## What to produce
Exact copies of all the records are the expected output.
====
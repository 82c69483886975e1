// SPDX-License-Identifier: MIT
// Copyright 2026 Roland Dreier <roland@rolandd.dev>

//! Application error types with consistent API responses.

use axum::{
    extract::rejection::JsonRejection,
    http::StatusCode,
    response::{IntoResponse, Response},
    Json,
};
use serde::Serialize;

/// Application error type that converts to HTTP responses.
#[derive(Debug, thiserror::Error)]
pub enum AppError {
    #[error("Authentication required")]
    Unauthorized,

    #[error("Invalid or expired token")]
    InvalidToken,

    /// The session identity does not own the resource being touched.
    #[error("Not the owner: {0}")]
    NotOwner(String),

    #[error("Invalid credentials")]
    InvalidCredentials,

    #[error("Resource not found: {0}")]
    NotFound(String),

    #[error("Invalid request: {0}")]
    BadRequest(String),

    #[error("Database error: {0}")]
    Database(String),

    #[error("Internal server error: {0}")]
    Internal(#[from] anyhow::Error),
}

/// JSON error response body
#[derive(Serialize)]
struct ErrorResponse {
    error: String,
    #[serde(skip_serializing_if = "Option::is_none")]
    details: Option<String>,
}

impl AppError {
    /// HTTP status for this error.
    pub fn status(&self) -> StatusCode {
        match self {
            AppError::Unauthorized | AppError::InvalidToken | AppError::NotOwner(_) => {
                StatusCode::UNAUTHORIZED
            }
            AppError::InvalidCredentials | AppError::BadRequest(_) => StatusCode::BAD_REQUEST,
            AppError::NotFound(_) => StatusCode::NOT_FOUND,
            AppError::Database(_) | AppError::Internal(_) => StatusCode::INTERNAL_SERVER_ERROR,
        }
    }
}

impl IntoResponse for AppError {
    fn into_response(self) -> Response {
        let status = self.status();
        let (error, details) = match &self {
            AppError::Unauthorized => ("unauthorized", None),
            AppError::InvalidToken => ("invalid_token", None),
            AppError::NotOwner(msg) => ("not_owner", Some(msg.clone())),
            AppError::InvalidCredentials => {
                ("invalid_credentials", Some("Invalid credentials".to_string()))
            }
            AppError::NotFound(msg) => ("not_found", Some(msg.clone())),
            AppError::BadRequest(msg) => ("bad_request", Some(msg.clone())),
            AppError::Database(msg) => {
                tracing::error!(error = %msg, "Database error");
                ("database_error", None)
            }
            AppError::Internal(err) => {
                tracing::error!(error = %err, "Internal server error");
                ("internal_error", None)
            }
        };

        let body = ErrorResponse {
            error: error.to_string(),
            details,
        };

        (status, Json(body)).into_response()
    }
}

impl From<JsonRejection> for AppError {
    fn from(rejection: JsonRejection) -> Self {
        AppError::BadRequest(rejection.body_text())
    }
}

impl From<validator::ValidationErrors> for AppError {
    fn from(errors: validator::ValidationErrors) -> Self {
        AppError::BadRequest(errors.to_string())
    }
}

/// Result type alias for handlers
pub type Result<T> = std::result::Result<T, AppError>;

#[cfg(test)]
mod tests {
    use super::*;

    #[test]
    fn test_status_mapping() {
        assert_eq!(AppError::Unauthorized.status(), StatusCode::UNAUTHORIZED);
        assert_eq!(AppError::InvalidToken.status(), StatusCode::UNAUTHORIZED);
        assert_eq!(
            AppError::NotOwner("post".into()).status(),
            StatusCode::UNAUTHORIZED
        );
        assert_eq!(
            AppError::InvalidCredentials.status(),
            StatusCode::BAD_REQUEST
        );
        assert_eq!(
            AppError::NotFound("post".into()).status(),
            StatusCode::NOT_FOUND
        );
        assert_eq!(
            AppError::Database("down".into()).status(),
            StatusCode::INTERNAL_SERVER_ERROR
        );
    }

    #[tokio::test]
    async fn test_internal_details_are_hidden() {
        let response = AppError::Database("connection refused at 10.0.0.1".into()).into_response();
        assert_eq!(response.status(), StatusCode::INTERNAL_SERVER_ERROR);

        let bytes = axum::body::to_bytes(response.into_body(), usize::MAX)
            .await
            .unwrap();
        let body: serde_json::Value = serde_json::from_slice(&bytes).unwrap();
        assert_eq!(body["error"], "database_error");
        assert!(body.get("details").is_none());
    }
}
====
## Exercise output
repository 82c69483886975e1
// SPDX-License-Identifier: MIT
// Copyright 2026 Roland Dreier <roland@rolandd.dev>

//! Application error types with consistent API responses.

use axum::{
    extract::rejection::JsonRejection,
    http::StatusCode,
    response::{IntoResponse, Response},
    Json,
};
use serde::Serialize;

/// Application error type that converts to HTTP responses.
#[derive(Debug, thiserror::Error)]
pub enum AppError {
    #[error("Authentication required")]
    Unauthorized,

    #[error("Invalid or expired token")]
    InvalidToken,

    /// The session identity does not own the resource being touched.
    #[error("Not the owner: {0}")]
    NotOwner(String),

    #[error("Invalid credentials")]
    InvalidCredentials,

    #[error("Resource not found: {0}")]
    NotFound(String),

    #[error("Invalid request: {0}")]
    BadRequest(String),

    #[error("Database error: {0}")]
    Database(String),

    #[error("Internal server error: {0}")]
    Internal(#[from] anyhow::Error),
}

/// JSON error response body
#[derive(Serialize)]
struct ErrorResponse {
    error: String,
    #[serde(skip_serializing_if = "Option::is_none")]
    details: Option<String>,
}

impl AppError {
    /// HTTP status for this error.
    pub fn status(&self) -> StatusCode {
        match self {
            AppError::Unauthorized | AppError::InvalidToken | AppError::NotOwner(_) => {
                StatusCode::UNAUTHORIZED
            }
            AppError::InvalidCredentials | AppError::BadRequest(_) => StatusCode::BAD_REQUEST,
            AppError::NotFound(_) => StatusCode::NOT_FOUND,
            AppError::Database(_) | AppError::Internal(_) => StatusCode::INTERNAL_SERVER_ERROR,
        }
    }
}

impl IntoResponse for AppError {
    fn into_response(self) -> Response {
        let status = self.status();
        let (error, details) = match &self {
            AppError::Unauthorized => ("unauthorized", None),
            AppError::InvalidToken => ("invalid_token", None),
            AppError::NotOwner(msg) => ("not_owner", Some(msg.clone())),
            AppError::InvalidCredentials => {
                ("invalid_credentials", Some("Invalid credentials".to_string()))
            }
            AppError::NotFound(msg) => ("not_found", Some(msg.clone())),
            AppError::BadRequest(msg) => ("bad_request", Some(msg.clone())),
            AppError::Database(msg) => {
                tracing::error!(error = %msg, "Database error");
                ("database_error", None)
            }
            AppError::Internal(err) => {
                tracing::error!(error = %err, "Internal server error");
                ("internal_error", None)
            }
        };

        let body = ErrorResponse {
            error: error.to_string(),
            details,
        };

        (status, Json(body)).into_response()
    }
}

impl From<JsonRejection> for AppError {
    fn from(rejection: JsonRejection) -> Self {
        AppError::BadRequest(rejection.body_text())
    }
}

impl From<validator::ValidationErrors> for AppError {
    fn from(errors: validator::ValidationErrors) -> Self {
        AppError::BadRequest(errors.to_string())
    }
}

/// Result type alias for handlers
pub type Result<T> = std::result::Result<T, AppError>;

#[cfg(test)]
mod tests {
    use super::*;

    #[test]
    fn test_status_mapping() {
        assert_eq!(AppError::Unauthorized.status(), StatusCode::UNAUTHORIZED);
        assert_eq!(AppError::InvalidToken.status(), StatusCode::UNAUTHORIZED);
        assert_eq!(
            AppError::NotOwner("post".into()).status(),
            StatusCode::UNAUTHORIZED
        );
        assert_eq!(
            AppError::InvalidCredentials.status(),
            StatusCode::BAD_REQUEST
        );
        assert_eq!(
            AppError::NotFound("post".into()).status(),
            StatusCode::NOT_FOUND
        );
        assert_eq!(
            AppError::Database("down".into()).status(),
            StatusCode::INTERNAL_SERVER_ERROR
        );
    }

    #[tokio::test]
    async fn test_internal_details_are_hidden() {
        let response = AppError::Database("connection refused at 10.0.0.1".into()).into_response();
        assert_eq!(response.status(), StatusCode::INTERNAL_SERVER_ERROR);

        let bytes = axum::body::to_bytes(response.into_body(), usize::MAX)
            .await
            .unwrap();
        let body: serde_json::Value = serde_json::from_slice(&bytes).unwrap();
        assert_eq!(body["error"], "database_error");
        assert!(body.get("details").is_none());
    }
}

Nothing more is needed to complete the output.